Quello che ci propone Stefano Santarsiere è un thriller molto particolare, dove la realtà si mescola all’oscuro oblio, dove gli abissi dell’oceano diventano teatro di una scoperta sensazionale e per cui qualcuno sarà disposto a uccidere pur di averne una qualche “esclusiva”.
Il suo protagonista è Charles Fort, un giornalista bolognese appassionato di misteri, a cui già aveva dedicato un precedente thriller dal titolo “La mappa della città morta”. Qui la sua avventura verrà scatenata dalla morte sospetta del suo amico Luca Bonanni, per cui la fidanzata, Selena Corelli, non trova pace. Tutto in quella morte fa pensare a un omicidio. I due inizieranno un percorso su strade parallele, basandosi su ciò che il defunto Bonanni ha lasciato lungo la strada prima di morire.

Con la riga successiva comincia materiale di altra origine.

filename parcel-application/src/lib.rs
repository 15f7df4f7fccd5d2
//! 包裹应用层（parcel-application）
//!
//! 以命令/查询的形式编排 `ParcelRepository`，向表现层（HTTP、CLI 等）
//! 输出序列化友好的 DTO。
//!
pub mod command;
pub mod command_handler;
pub mod commands;
pub mod context;
pub mod dto;
pub mod error;
pub mod parcel_service;
pub mod queries;
pub mod query;
pub mod query_handler;

pub use parcel_service::ParcelService;
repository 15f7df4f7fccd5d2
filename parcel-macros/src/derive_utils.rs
use quote::ToTokens;
use syn::{Attribute, Token, punctuated::Punctuated};

// 拆分出 derive 列表与其余属性
fn split_derives(attrs: &[Attribute]) -> (Vec<Attribute>, Vec<syn::Path>) {
    let mut retained = Vec::new();
    let mut existing = Vec::new();
    for attr in attrs {
        if !attr.path().is_ident("derive") {
            retained.push(attr.clone());
            continue;
        }
        if let Ok(list) =
            attr.parse_args_with(Punctuated::<syn::Path, Token![,]>::parse_terminated)
        {
            existing.extend(list);
        }
    }
    (retained, existing)
}

// 以最后一段标识去重，`Serialize` 与 `serde::Serialize` 视为同一个
fn derive_key(p: &syn::Path) -> String {
    match p.segments.last() {
        Some(last) => last.ident.to_string(),
        None => p.to_token_stream().to_string(),
    }
}

/// 将 required 与已有 derive 合并为一个 `#[derive(..)]`，放在属性列表最前
pub(crate) fn apply_derives(attrs: &mut Vec<Attribute>, required: Vec<syn::Path>) {
    let (retained, existing) = split_derives(attrs);

    let mut seen = std::collections::HashSet::new();
    let merged: Vec<syn::Path> = required
        .into_iter()
        .chain(existing)
        .filter(|p| seen.insert(derive_key(p)))
        .collect();

    let derive: Attribute = syn::parse_quote!(#[derive(#(#merged),*)]);
    *attrs = std::iter::once(derive).chain(retained).collect();
}

/// 解析 `key = true|false` 形式的布尔参数列表
pub(crate) fn parse_bool_flags(
    input: syn::parse::ParseStream<'_>,
    allowed: &[&str],
) -> syn::Result<Vec<(syn::Ident, bool)>> {
    let mut flags: Vec<(syn::Ident, bool)> = Vec::new();
    while !input.is_empty() {
        let key: syn::Ident = input.parse()?;
        if !allowed.iter().any(|a| key == a) {
            return Err(syn::Error::new(
                key.span(),
                format!(
                    "unknown key in attribute; expected one of: {}",
                    allowed.join(", ")
                ),
            ));
        }
        if flags.iter().any(|(k, _)| *k == key) {
            return Err(syn::Error::new(
                key.span(),
                format!("duplicate key '{key}' in attribute"),
            ));
        }
        let _eq: Token![=] = input.parse()?;
        let lit: syn::LitBool = input.parse()?;
        flags.push((key, lit.value()));

        if input.is_empty() {
            break;
        }
        let _comma: Token![,] = input.parse()?;
    }
    Ok(flags)
}
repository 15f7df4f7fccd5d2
use crate::derive_utils::apply_derives;
use proc_macro::TokenStream;
use quote::quote;
use syn::spanned::Spanned;
use syn::{Item, parse_macro_input};

pub(crate) fn expand(attr: TokenStream, item: TokenStream) -> TokenStream {
    if !attr.is_empty() {
        return syn::Error::new(
            proc_macro2::TokenStream::from(attr).span(),
            "#[entity_id] takes no arguments",
        )
        .to_compile_error()
        .into();
    }

    let mut st = match parse_macro_input!(item as Item) {
        Item::Struct(s) => s,
        other => {
            return syn::Error::new(other.span(), "#[entity_id] only on struct")
                .to_compile_error()
                .into();
        }
    };

    let inner_ty = match &st.fields {
        syn::Fields::Unnamed(f) if f.unnamed.len() == 1 => f.unnamed[0].ty.clone(),
        _ => {
            return syn::Error::new(
                st.span(),
                "#[entity_id] requires a tuple struct with exactly one field, e.g., struct X(i64);",
            )
            .to_compile_error()
            .into();
        }
    };

    let required: Vec<syn::Path> = vec![
        syn::parse_quote!(Debug),
        syn::parse_quote!(Clone),
        syn::parse_quote!(Copy),
        syn::parse_quote!(PartialEq),
        syn::parse_quote!(Eq),
        syn::parse_quote!(PartialOrd),
        syn::parse_quote!(Ord),
        syn::parse_quote!(Hash),
        syn::parse_quote!(serde::Serialize),
        syn::parse_quote!(serde::Deserialize),
    ];
    apply_derives(&mut st.attrs, required);
    st.attrs.push(syn::parse_quote!(#[serde(transparent)]));

    let ident = &st.ident;
    let (impl_generics, ty_generics, where_clause) = st.generics.split_for_impl();

    let out = quote! {
        #st

        impl #impl_generics #ident #ty_generics #where_clause {
            pub const fn new(value: #inner_ty) -> Self {
                Self(value)
            }

            pub const fn value(&self) -> #inner_ty {
                self.0
            }
        }

        impl #impl_generics ::std::str::FromStr for #ident #ty_generics #where_clause {
            type Err = <#inner_ty as ::std::str::FromStr>::Err;

            fn from_str(s: &str) -> ::std::result::Result<Self, Self::Err> {
                s.trim().parse::<#inner_ty>().map(Self)
            }
        }

        impl #impl_generics ::std::fmt::Display for #ident #ty_generics #where_clause {
            fn fmt(&self, f: &mut ::std::fmt::Formatter<'_>) -> ::std::fmt::Result {
                ::std::fmt::Display::fmt(&self.0, f)
            }
        }

        impl #impl_generics ::core::convert::From<#inner_ty> for #ident #ty_generics #where_clause {
            fn from(value: #inner_ty) -> Self {
                Self(value)
            }
        }

        impl #impl_generics ::core::convert::From<#ident #ty_generics> for #inner_ty #where_clause {
            fn from(value: #ident #ty_generics) -> Self {
                value.0
            }
        }
    };

    TokenStream::from(out)
}
//! 领域层统一错误定义
//!
//! 区分“记录不存在”（`NotFound`）与存储故障（`Database`），
//! 调用方可按变体分支处理，而不必匹配错误消息。
//!
use thiserror::Error;

/// 统一错误类型
#[non_exhaustive]
#[derive(Debug, Error)]
pub enum DomainError {
    // --- 值校验/解析 ---
    #[error("parse error: {reason}")]
    Parse { reason: String },
    #[error("invalid value: {reason}")]
    InvalidValue { reason: String },

    // --- 仓储/持久化 ---
    #[error("not found: {reason}")]
    NotFound { reason: String },
    #[error("database error: {context}: {source}")]
    Database {
        context: String,
        #[source]
        source: sqlx::Error,
    },
    #[error("migration error: {source}")]
    Migration {
        #[from]
        source: sqlx::migrate::MigrateError,
    },
}

impl DomainError {
    /// 包装存储层错误并附带操作上下文（操作名、目标标识）
    pub fn database(context: impl Into<String>, source: sqlx::Error) -> Self {
        DomainError::Database {
            context: context.into(),
            source,
        }
    }

    pub fn not_found(reason: impl Into<String>) -> Self {
        DomainError::NotFound {
            reason: reason.into(),
        }
    }

    /// 是否为“记录不存在”
    pub fn is_not_found(&self) -> bool {
        matches!(self, DomainError::NotFound { .. })
    }
}

/// 统一 Result 类型别名
pub type DomainResult<T> = Result<T, DomainError>;

// 允许在基础设施层直接使用 `?` 将 sqlx/chrono 等错误转换为 DomainError

impl From<sqlx::Error> for DomainError {
    fn from(err: sqlx::Error) -> Self {
        match err {
            sqlx::Error::RowNotFound => DomainError::not_found("row not found"),
            other => DomainError::database("query", other),
        }
    }
}

impl From<chrono::ParseError> for DomainError {
    fn from(err: chrono::ParseError) -> Self {
        DomainError::Parse {
            reason: err.to_string(),
        }
    }
}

Dall’Italia a Roma e poi fino alle isole Fiji. 
I due si dovranno confrontare con realtà molto dure e imprevedibili, sommando a tutto le loro personali emozioni e problematiche: le amnesie di Charles, la mancanza di Selena, la paura di non trovare nulla alla fine di quel cammino in grado di rispondere alla miriade di perché.

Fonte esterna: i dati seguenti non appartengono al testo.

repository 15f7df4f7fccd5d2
use crate::{context::AppContext, error::AppError, query::Query};
use async_trait::async_trait;

#[async_trait]
pub trait QueryHandler<Q>: Send + Sync
where
    Q: Query,
{
    async fn handle(&self, ctx: &AppContext, q: Q) -> Result<Q::Dto, AppError>;
}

Dettagli che emergono più limpidi alla seconda occhiata, parole che riaffiorano, ami gettati a catturare l’attenzione, saranno elementi molto importanti per Charles Fort, in grado di ricomporre un puzzle per tutti senza un senso effettivo. Da una lotta di due persone per la ricerca di una verità, capitolo dopo capitolo, ritroveremo un popolo intero che combatterà per la salvaguardia dei nostri più lontani predecessori e a difesa di un grande segreto. Una ricerca che metterà a nudo le intenzioni di uomini spietati e scatenerà le difese dal profondo dell’oceano.

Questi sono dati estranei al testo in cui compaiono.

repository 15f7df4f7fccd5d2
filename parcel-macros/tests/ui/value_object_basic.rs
use parcel_macros::value_object;

#[value_object]
#[serde(rename_all = "lowercase")]
enum Status {
    Registered,
    Sent,
}

#[value_object(default = true)]
struct Address {
    line: String,
}

#[value_object(debug = false)]
struct Opaque(i32);

impl std::fmt::Debug for Opaque {
    fn fmt(&self, f: &mut std::fmt::Formatter<'_>) -> std::fmt::Result {
        write!(f, "Opaque(..)")
    }
}

fn main() {
    assert_eq!(serde_json::to_string(&Status::Sent).unwrap(), "\"sent\"");
    assert_ne!(Status::Registered, Status::Sent);
    let _ = format!("{:?}", Status::Registered.clone());

    let a = Address::default();
    assert_eq!(a.line, "");
    assert_eq!(a.clone(), Address { line: String::new() });

    // debug = false 时使用手写 Debug
    assert_eq!(format!("{:?}", Opaque(1)), "Opaque(..)");
}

Un messaggio, quello dell’autore, che fa pensare lontano: salviamo le nostre memorie più remote, per saper meglio custodire ciò che siamo oggi, perché è da lì che veniamo.
(la Books Hunter Jessica)

Titolo: I guardiani dell'isola perduta
Autore: Stefano Santarsiere
Editore: Newton Compton Editori
Genere: Thriller
Uscita: 16 marzo 2017
Pagine: 381
Prezzo (cartaceo): € 7,90
ISBN: 9788822702081
Prezzo (ebook): € 2,99
EAN: 9788822704870

Il libro:
Una scossa improvvisa giunge nella vita di Charles Fort, giornalista appassionato di misteri. Il suo amico Luca Bonanni è morto in un incidente stradale e proprio lui viene convocato dalle autorità per riconoscerne il corpo. Ma le sorprese che lo attendono non sono poche: la compagna di Bonanni, Selena, sospetta un’altra causa di morte e lo contatta per chiedergli aiuto. Ha con sé una valigia lasciata dall’uomo piena di oggetti provenienti da relitti inabissatisi nel Pacifico e che nessuno, in teoria, potrebbe aver recuperato. Le domande sono tante: cosa lega il contenuto della valigia alle ultime ricerche di Bonanni? Da cosa dipendevano i suoi timori negli ultimi giorni prima dell’incidente? E soprattutto, chi o cosa sono gli hermanos del mar che cercava lungo le coste messicane e poi nell’arcipelago delle Fiji? Per risolvere i tanti misteri, Charles Fort e Selena si spingeranno dall’altra parte del mondo, trovandosi alle soglie di una scoperta scioccante che unisce le ipotesi sull’esistenza di misteriose creature degli oceani agli affari di una spietata multinazionale...

L'autore:
Stefano Santarsiere è nato nel 1974, vive e lavora a Bologna. Ha diretto il cortometraggio Scaffale 27, aggiudicandosi il primo premio nel contest Complete Your Fiction 2012. Ha pubblicato i romanzi L’arte di Khem, Ultimi quaranta secondi della storia del mondo, e con la Newton Compton La mappa della città morta.